* Brief
One number should be the full reply: how many lines of the material below contain "NotFound".

──────────────────────────────

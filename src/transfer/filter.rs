use std::path::Path;

use globset::{Glob, GlobSet, GlobSetBuilder};
use walkdir::DirEntry;

use crate::attrs::dirstore::DIRSTORE_NAME;
use crate::commit::DOCCOMMIT;
use crate::error::DocError;

/// Marker file: a directory holding an empty `.docignore` is not tracked.
pub const DOCIGNORE: &str = ".docignore";

/// Decides which entries a tree walk visits.
///
/// Bookkeeping entries (`.dirstore`, `.doccommit` and temporary log files) are
/// always skipped. Exclude globs match either the full path or the file name.
pub struct ScanFilter {
    excludes: Option<GlobSet>,
    docignore: bool,
}

impl ScanFilter {
    /// Returns `DocError::InvalidPattern` if any glob pattern is malformed.
    pub fn new(exclude_patterns: &[String], docignore: bool) -> Result<Self, DocError> {
        let excludes = if exclude_patterns.is_empty() {
            None
        } else {
            let mut builder = GlobSetBuilder::new();
            for pattern in exclude_patterns {
                builder.add(Glob::new(pattern)?);
            }
            Some(builder.build()?)
        };
        Ok(Self {
            excludes,
            docignore,
        })
    }

    /// No globs, `.docignore` honored.
    pub fn standard() -> Self {
        Self {
            excludes: None,
            docignore: true,
        }
    }

    pub fn is_reserved(name: &str) -> bool {
        name == DIRSTORE_NAME || name == DOCCOMMIT || name.starts_with(".doccommit.")
    }

    /// True when `path` (named `name` inside its parent) should be skipped.
    pub fn skips(&self, path: &Path, is_dir: bool) -> bool {
        let Some(name) = path.file_name().and_then(|n| n.to_str()) else {
            return false;
        };
        if Self::is_reserved(name) {
            return true;
        }
        if let Some(ref excludes) = self.excludes {
            if excludes.is_match(path) || excludes.is_match(Path::new(name)) {
                return true;
            }
        }
        is_dir && self.docignore && is_ignored_dir(path)
    }

    /// For `walkdir::IntoIter::filter_entry`: keep entries that are not skipped.
    pub fn keeps(&self, entry: &DirEntry) -> bool {
        entry.depth() == 0 || !self.skips(entry.path(), entry.file_type().is_dir())
    }
}

/// A directory is ignored when it contains an empty `.docignore` file.
pub fn is_ignored_dir(dir: &Path) -> bool {
    std::fs::metadata(dir.join(DOCIGNORE))
        .map(|m| m.is_file() && m.len() == 0)
        .unwrap_or(false)
}
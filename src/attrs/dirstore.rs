//! Attribute fallback for filesystems without extended attributes.
//!
//! Layout: `<root>/.dirstore/<inode>.inode/<attribute name>.xattr`, one file per
//! value. Entries are keyed by inode, so renames inside the tree keep their
//! attributes while a rewrite-and-rename gets a fresh set.

use std::fs::{self, OpenOptions};
use std::io::{self, Write};
use std::os::unix::fs::MetadataExt;
use std::path::{Path, PathBuf};

use super::AttrStore;
use crate::error::DocError;

pub const DIRSTORE_NAME: &str = ".dirstore";
const INODE_SUFFIX: &str = ".inode";
const VALUE_SUFFIX: &str = ".xattr";

#[derive(Debug, Clone)]
pub struct DirStore {
    root: PathBuf,
}

impl DirStore {
    /// Store rooted at an explicit `.dirstore` directory (created on first write).
    pub fn new(root: impl Into<PathBuf>) -> Self {
        Self { root: root.into() }
    }

    /// Locate the nearest `.dirstore` at or above `path`.
    pub fn find(path: &Path) -> Option<Self> {
        let start = std::path::absolute(path).ok()?;
        start
            .ancestors()
            .map(|dir| dir.join(DIRSTORE_NAME))
            .find(|candidate| candidate.is_dir())
            .map(Self::new)
    }

    fn inode_dir(&self, path: &Path) -> Result<PathBuf, DocError> {
        let meta = fs::symlink_metadata(path).map_err(|e| DocError::io_at(path, e))?;
        Ok(self.root.join(format!("{}{}", meta.ino(), INODE_SUFFIX)))
    }

    fn value_file(&self, path: &Path, name: &str) -> Result<PathBuf, DocError> {
        if name.contains('/') || name.is_empty() {
            return Err(DocError::attr(
                path,
                name,
                io::Error::new(io::ErrorKind::InvalidInput, "invalid attribute name"),
            ));
        }
        Ok(self.inode_dir(path)?.join(format!("{}{}", name, VALUE_SUFFIX)))
    }

    fn ensure_inode_dir(&self, path: &Path, name: &str) -> Result<(), DocError> {
        let dir = self.inode_dir(path)?;
        fs::create_dir_all(&dir).map_err(|e| DocError::attr(path, name, e))
    }
}

impl AttrStore for DirStore {
    fn get(&self, path: &Path, name: &str) -> Result<Option<Vec<u8>>, DocError> {
        let file = self.value_file(path, name)?;
        match fs::read(&file) {
            Ok(value) => Ok(Some(value)),
            Err(e) if e.kind() == io::ErrorKind::NotFound => Ok(None),
            Err(e) => Err(DocError::attr(path, name, e)),
        }
    }

    fn set(&self, path: &Path, name: &str, value: &[u8]) -> Result<(), DocError> {
        let file = self.value_file(path, name)?;
        self.ensure_inode_dir(path, name)?;
        fs::write(&file, value).map_err(|e| DocError::attr(path, name, e))
    }

    fn create_exclusive(&self, path: &Path, name: &str, value: &[u8]) -> Result<bool, DocError> {
        let file = self.value_file(path, name)?;
        self.ensure_inode_dir(path, name)?;
        let mut out = match OpenOptions::new().write(true).create_new(true).open(&file) {
            Ok(out) => out,
            Err(e) if e.kind() == io::ErrorKind::AlreadyExists => return Ok(false),
            Err(e) => return Err(DocError::attr(path, name, e)),
        };
        out.write_all(value)
            .map_err(|e| DocError::attr(path, name, e))?;
        Ok(true)
    }

    fn list(&self, path: &Path) -> Result<Vec<String>, DocError> {
        let dir = self.inode_dir(path)?;
        let entries = match fs::read_dir(&dir) {
            Ok(entries) => entries,
            Err(e) if e.kind() == io::ErrorKind::NotFound => return Ok(Vec::new()),
            Err(e) => return Err(DocError::attr(path, "*", e)),
        };
        let mut names = Vec::new();
        for entry in entries {
            let entry = entry.map_err(|e| DocError::attr(path, "*", e))?;
            let file_name = entry.file_name();
            if let Some(name) = file_name
                .to_str()
                .and_then(|n| n.strip_suffix(VALUE_SUFFIX))
            {
                names.push(name.to_string());
            }
        }
        names.sort();
        Ok(names)
    }

    fn remove(&self, path: &Path, name: &str) -> Result<(), DocError> {
        let file = self.value_file(path, name)?;
        match fs::remove_file(&file) {
            Ok(()) => Ok(()),
            Err(e) if e.kind() == io::ErrorKind::NotFound => Ok(()),
            Err(e) => Err(DocError::attr(path, name, e)),
        }
    }
}

#[cfg(test)]
mod tests {
    use super::*;

    #[test]
    fn values_are_keyed_by_inode() {
        let tmp = tempfile::tempdir().unwrap();
        let store = DirStore::new(tmp.path().join(DIRSTORE_NAME));
        let file = tmp.path().join("a.txt");
        fs::write(&file, "a").unwrap();
        store.set(&file, "user.doc.multihash", b"hash").unwrap();

        let ino = fs::metadata(&file).unwrap().ino();
        let value_path = tmp
            .path()
            .join(DIRSTORE_NAME)
            .join(format!("{}.inode", ino))
            .join("user.doc.multihash.xattr");
        assert_eq!(fs::read(value_path).unwrap(), b"hash");

        // A rename keeps the inode and therefore the attribute.
        let renamed = tmp.path().join("b.txt");
        fs::rename(&file, &renamed).unwrap();
        assert_eq!(
            store.get(&renamed, "user.doc.multihash").unwrap().unwrap(),
            b"hash"
        );
    }

    #[test]
    fn exclusive_create_and_listing() {
        let tmp = tempfile::tempdir().unwrap();
        let store = DirStore::new(tmp.path().join(DIRSTORE_NAME));
        let file = tmp.path().join("f");
        fs::write(&file, "x").unwrap();

        assert!(store.list(&file).unwrap().is_empty());
        assert!(store.create_exclusive(&file, "user.doc.conflict.0", b"x").unwrap());
        assert!(!store.create_exclusive(&file, "user.doc.conflict.0", b"y").unwrap());
        assert!(store.create_exclusive(&file, "user.doc.conflict.1", b"y").unwrap());
        assert_eq!(
            store.list(&file).unwrap(),
            vec!["user.doc.conflict.0", "user.doc.conflict.1"]
        );
        store.remove(&file, "user.doc.conflict.0").unwrap();
        store.remove(&file, "user.doc.conflict.0").unwrap();
        assert_eq!(store.list(&file).unwrap(), vec!["user.doc.conflict.1"]);
    }

    #[test]
    fn find_walks_upward() {
        let tmp = tempfile::tempdir().unwrap();
        fs::create_dir(tmp.path().join(DIRSTORE_NAME)).unwrap();
        let nested = tmp.path().join("x/y");
        fs::create_dir_all(&nested).unwrap();
        let file = nested.join("f");
        fs::write(&file, "f").unwrap();

        let store = DirStore::find(&file).unwrap();
        assert_eq!(store.root, tmp.path().join(DIRSTORE_NAME));
    }

    #[test]
    fn missing_entry_is_an_error() {
        let tmp = tempfile::tempdir().unwrap();
        let store = DirStore::new(tmp.path().join(DIRSTORE_NAME));
        assert!(store.get(&tmp.path().join("nope"), "user.doc.multihash").is_err());
    }
}
use agrismart_core_contact_contracts::{ContactFormService, SubmissionStatus};
use agrismart_extern_contracts::relay::MockEmailRelayApiService;
use agrismart_models::contact::{ContactField, FieldErrors};

use crate::tests::make_sut;

#[tokio::test]
async fn overwrites_the_addressed_slot() {
    // Arrange
    let sut = make_sut(MockEmailRelayApiService::new());

    // Act
    sut.update_field(ContactField::Name, "Amina".into()).await;
    sut.update_field(ContactField::Name, "Amina Yusuf".into())
        .await;
    sut.update_field(ContactField::Phone, "+252611234567".into())
        .await;

    // Assert
    let snapshot = sut.snapshot().await;
    assert_eq!(snapshot.draft.name, "Amina Yusuf");
    assert_eq!(snapshot.draft.phone, "+252611234567");
    assert_eq!(snapshot.draft.email, "");
    assert_eq!(snapshot.status, SubmissionStatus::Idle);
    assert_eq!(snapshot.errors, FieldErrors::default());
}

#[tokio::test]
async fn notifies_subscribers() {
    // Arrange
    let sut = make_sut(MockEmailRelayApiService::new());
    let mut rx = sut.subscribe();

    // Act
    sut.update_field(ContactField::Message, "Interested in soil sensors".into())
        .await;

    // Assert
    assert!(rx.has_changed().unwrap());
    assert_eq!(
        rx.borrow_and_update().draft.message,
        "Interested in soil sensors"
    );
}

──────────────────────────────

* Exercise solution
3